◆ **Data excerpts**
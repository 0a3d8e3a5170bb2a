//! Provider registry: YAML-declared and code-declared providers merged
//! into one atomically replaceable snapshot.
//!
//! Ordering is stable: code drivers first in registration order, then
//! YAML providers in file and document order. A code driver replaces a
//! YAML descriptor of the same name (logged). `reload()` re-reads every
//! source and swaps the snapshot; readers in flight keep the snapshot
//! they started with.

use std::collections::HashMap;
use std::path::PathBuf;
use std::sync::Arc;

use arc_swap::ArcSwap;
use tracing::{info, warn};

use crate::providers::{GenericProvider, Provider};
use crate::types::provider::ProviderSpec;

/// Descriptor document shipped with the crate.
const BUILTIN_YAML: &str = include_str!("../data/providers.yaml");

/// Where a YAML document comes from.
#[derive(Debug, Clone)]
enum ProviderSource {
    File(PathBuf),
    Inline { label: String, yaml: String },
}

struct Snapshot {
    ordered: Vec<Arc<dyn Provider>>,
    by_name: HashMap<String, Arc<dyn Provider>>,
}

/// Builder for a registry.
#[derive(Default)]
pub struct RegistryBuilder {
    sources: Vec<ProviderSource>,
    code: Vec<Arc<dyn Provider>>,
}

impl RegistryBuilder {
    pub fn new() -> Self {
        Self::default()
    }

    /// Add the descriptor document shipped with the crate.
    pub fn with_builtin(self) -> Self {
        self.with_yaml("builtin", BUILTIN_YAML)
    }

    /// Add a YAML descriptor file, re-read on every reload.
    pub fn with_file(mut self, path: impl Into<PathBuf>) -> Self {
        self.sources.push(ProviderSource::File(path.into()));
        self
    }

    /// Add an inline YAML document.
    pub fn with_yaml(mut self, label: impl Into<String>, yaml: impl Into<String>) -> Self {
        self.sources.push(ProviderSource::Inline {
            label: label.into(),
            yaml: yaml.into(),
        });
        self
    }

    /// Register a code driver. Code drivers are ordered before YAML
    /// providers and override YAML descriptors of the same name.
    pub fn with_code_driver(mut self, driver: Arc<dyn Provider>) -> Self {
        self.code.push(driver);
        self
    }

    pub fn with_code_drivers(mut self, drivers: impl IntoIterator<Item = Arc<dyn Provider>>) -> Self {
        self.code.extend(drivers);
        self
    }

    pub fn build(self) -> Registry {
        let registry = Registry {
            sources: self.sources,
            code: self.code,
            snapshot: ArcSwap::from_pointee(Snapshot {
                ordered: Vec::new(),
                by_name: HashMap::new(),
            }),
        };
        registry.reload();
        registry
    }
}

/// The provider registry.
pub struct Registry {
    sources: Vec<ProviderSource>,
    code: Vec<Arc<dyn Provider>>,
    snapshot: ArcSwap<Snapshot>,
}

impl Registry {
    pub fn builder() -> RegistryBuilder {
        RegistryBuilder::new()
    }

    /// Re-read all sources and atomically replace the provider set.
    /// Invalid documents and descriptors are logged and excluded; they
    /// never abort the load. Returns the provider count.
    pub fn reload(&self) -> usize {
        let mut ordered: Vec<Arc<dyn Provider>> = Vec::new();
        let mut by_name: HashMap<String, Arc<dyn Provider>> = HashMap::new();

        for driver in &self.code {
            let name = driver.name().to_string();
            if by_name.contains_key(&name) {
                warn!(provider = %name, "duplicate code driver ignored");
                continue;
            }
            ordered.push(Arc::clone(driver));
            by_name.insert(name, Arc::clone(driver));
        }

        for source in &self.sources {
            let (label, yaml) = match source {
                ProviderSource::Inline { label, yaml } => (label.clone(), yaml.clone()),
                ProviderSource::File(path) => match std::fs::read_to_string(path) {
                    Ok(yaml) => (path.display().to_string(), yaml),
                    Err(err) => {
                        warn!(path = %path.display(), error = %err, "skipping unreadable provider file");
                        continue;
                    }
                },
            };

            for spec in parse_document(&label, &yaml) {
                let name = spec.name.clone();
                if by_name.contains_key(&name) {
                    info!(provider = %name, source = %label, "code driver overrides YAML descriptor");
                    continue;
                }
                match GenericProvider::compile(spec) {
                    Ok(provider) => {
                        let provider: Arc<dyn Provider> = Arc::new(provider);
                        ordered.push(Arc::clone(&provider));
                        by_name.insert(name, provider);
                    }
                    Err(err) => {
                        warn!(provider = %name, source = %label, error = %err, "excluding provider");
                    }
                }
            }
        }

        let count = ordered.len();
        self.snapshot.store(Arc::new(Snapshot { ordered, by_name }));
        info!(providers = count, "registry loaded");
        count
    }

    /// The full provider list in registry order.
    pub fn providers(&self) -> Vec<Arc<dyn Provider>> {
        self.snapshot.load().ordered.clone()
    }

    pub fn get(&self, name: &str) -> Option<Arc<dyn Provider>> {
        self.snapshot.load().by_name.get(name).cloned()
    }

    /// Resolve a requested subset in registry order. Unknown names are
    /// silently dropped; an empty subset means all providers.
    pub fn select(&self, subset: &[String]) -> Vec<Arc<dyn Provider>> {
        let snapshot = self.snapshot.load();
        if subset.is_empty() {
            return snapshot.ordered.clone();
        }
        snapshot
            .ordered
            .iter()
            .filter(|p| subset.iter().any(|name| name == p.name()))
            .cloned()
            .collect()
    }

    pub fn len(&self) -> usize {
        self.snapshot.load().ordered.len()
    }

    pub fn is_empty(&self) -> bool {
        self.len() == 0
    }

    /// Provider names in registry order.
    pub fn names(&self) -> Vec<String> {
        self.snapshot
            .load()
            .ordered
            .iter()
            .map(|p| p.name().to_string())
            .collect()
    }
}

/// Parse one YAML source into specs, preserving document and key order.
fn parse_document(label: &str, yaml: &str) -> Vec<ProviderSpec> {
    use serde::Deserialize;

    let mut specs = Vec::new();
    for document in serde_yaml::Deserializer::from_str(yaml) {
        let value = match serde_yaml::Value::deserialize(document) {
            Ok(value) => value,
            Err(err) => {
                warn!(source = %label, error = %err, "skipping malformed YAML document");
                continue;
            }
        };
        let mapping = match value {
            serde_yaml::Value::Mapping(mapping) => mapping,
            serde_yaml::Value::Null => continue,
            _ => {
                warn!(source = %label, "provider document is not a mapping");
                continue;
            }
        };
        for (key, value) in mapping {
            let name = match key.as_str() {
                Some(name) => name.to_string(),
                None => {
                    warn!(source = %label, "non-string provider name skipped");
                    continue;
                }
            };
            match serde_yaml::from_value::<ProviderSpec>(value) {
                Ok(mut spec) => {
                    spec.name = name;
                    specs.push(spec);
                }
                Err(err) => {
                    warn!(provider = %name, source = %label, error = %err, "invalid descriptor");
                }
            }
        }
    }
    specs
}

◆ **EXERCISE AIM**
Restate the records above word for word.

◆ **EXERCISE OUTPUT**
repository 0a3d8e3a5170bb2a
//! Provider registry: YAML-declared and code-declared providers merged
//! into one atomically replaceable snapshot.
//!
//! Ordering is stable: code drivers first in registration order, then
//! YAML providers in file and document order. A code driver replaces a
//! YAML descriptor of the same name (logged). `reload()` re-reads every
//! source and swaps the snapshot; readers in flight keep the snapshot
//! they started with.

use std::collections::HashMap;
use std::path::PathBuf;
use std::sync::Arc;

use arc_swap::ArcSwap;
use tracing::{info, warn};

use crate::providers::{GenericProvider, Provider};
use crate::types::provider::ProviderSpec;

/// Descriptor document shipped with the crate.
const BUILTIN_YAML: &str = include_str!("../data/providers.yaml");

/// Where a YAML document comes from.
#[derive(Debug, Clone)]
enum ProviderSource {
    File(PathBuf),
    Inline { label: String, yaml: String },
}

struct Snapshot {
    ordered: Vec<Arc<dyn Provider>>,
    by_name: HashMap<String, Arc<dyn Provider>>,
}

/// Builder for a registry.
#[derive(Default)]
pub struct RegistryBuilder {
    sources: Vec<ProviderSource>,
    code: Vec<Arc<dyn Provider>>,
}

impl RegistryBuilder {
    pub fn new() -> Self {
        Self::default()
    }

    /// Add the descriptor document shipped with the crate.
    pub fn with_builtin(self) -> Self {
        self.with_yaml("builtin", BUILTIN_YAML)
    }

    /// Add a YAML descriptor file, re-read on every reload.
    pub fn with_file(mut self, path: impl Into<PathBuf>) -> Self {
        self.sources.push(ProviderSource::File(path.into()));
        self
    }

    /// Add an inline YAML document.
    pub fn with_yaml(mut self, label: impl Into<String>, yaml: impl Into<String>) -> Self {
        self.sources.push(ProviderSource::Inline {
            label: label.into(),
            yaml: yaml.into(),
        });
        self
    }

    /// Register a code driver. Code drivers are ordered before YAML
    /// providers and override YAML descriptors of the same name.
    pub fn with_code_driver(mut self, driver: Arc<dyn Provider>) -> Self {
        self.code.push(driver);
        self
    }

    pub fn with_code_drivers(mut self, drivers: impl IntoIterator<Item = Arc<dyn Provider>>) -> Self {
        self.code.extend(drivers);
        self
    }

    pub fn build(self) -> Registry {
        let registry = Registry {
            sources: self.sources,
            code: self.code,
            snapshot: ArcSwap::from_pointee(Snapshot {
                ordered: Vec::new(),
                by_name: HashMap::new(),
            }),
        };
        registry.reload();
        registry
    }
}

/// The provider registry.
pub struct Registry {
    sources: Vec<ProviderSource>,
    code: Vec<Arc<dyn Provider>>,
    snapshot: ArcSwap<Snapshot>,
}

impl Registry {
    pub fn builder() -> RegistryBuilder {
        RegistryBuilder::new()
    }

    /// Re-read all sources and atomically replace the provider set.
    /// Invalid documents and descriptors are logged and excluded; they
    /// never abort the load. Returns the provider count.
    pub fn reload(&self) -> usize {
        let mut ordered: Vec<Arc<dyn Provider>> = Vec::new();
        let mut by_name: HashMap<String, Arc<dyn Provider>> = HashMap::new();

        for driver in &self.code {
            let name = driver.name().to_string();
            if by_name.contains_key(&name) {
                warn!(provider = %name, "duplicate code driver ignored");
                continue;
            }
            ordered.push(Arc::clone(driver));
            by_name.insert(name, Arc::clone(driver));
        }

        for source in &self.sources {
            let (label, yaml) = match source {
                ProviderSource::Inline { label, yaml } => (label.clone(), yaml.clone()),
                ProviderSource::File(path) => match std::fs::read_to_string(path) {
                    Ok(yaml) => (path.display().to_string(), yaml),
                    Err(err) => {
                        warn!(path = %path.display(), error = %err, "skipping unreadable provider file");
                        continue;
                    }
                },
            };

            for spec in parse_document(&label, &yaml) {
                let name = spec.name.clone();
                if by_name.contains_key(&name) {
                    info!(provider = %name, source = %label, "code driver overrides YAML descriptor");
                    continue;
                }
                match GenericProvider::compile(spec) {
                    Ok(provider) => {
                        let provider: Arc<dyn Provider> = Arc::new(provider);
                        ordered.push(Arc::clone(&provider));
                        by_name.insert(name, provider);
                    }
                    Err(err) => {
                        warn!(provider = %name, source = %label, error = %err, "excluding provider");
                    }
                }
            }
        }

        let count = ordered.len();
        self.snapshot.store(Arc::new(Snapshot { ordered, by_name }));
        info!(providers = count, "registry loaded");
        count
    }

    /// The full provider list in registry order.
    pub fn providers(&self) -> Vec<Arc<dyn Provider>> {
        self.snapshot.load().ordered.clone()
    }

    pub fn get(&self, name: &str) -> Option<Arc<dyn Provider>> {
        self.snapshot.load().by_name.get(name).cloned()
    }

    /// Resolve a requested subset in registry order. Unknown names are
    /// silently dropped; an empty subset means all providers.
    pub fn select(&self, subset: &[String]) -> Vec<Arc<dyn Provider>> {
        let snapshot = self.snapshot.load();
        if subset.is_empty() {
            return snapshot.ordered.clone();
        }
        snapshot
            .ordered
            .iter()
            .filter(|p| subset.iter().any(|name| name == p.name()))
            .cloned()
            .collect()
    }

    pub fn len(&self) -> usize {
        self.snapshot.load().ordered.len()
    }

    pub fn is_empty(&self) -> bool {
        self.len() == 0
    }

    /// Provider names in registry order.
    pub fn names(&self) -> Vec<String> {
        self.snapshot
            .load()
            .ordered
            .iter()
            .map(|p| p.name().to_string())
            .collect()
    }
}

/// Parse one YAML source into specs, preserving document and key order.
fn parse_document(label: &str, yaml: &str) -> Vec<ProviderSpec> {
    use serde::Deserialize;

    let mut specs = Vec::new();
    for document in serde_yaml::Deserializer::from_str(yaml) {
        let value = match serde_yaml::Value::deserialize(document) {
            Ok(value) => value,
            Err(err) => {
                warn!(source = %label, error = %err, "skipping malformed YAML document");
                continue;
            }
        };
        let mapping = match value {
            serde_yaml::Value::Mapping(mapping) => mapping,
            serde_yaml::Value::Null => continue,
            _ => {
                warn!(source = %label, "provider document is not a mapping");
                continue;
            }
        };
        for (key, value) in mapping {
            let name = match key.as_str() {
                Some(name) => name.to_string(),
                None => {
                    warn!(source = %label, "non-string provider name skipped");
                    continue;
                }
            };
            match serde_yaml::from_value::<ProviderSpec>(value) {
                Ok(mut spec) => {
                    spec.name = name;
                    specs.push(spec);
                }
                Err(err) => {
                    warn!(provider = %name, source = %label, error = %err, "invalid descriptor");
                }
            }
        }
    }
    specs
}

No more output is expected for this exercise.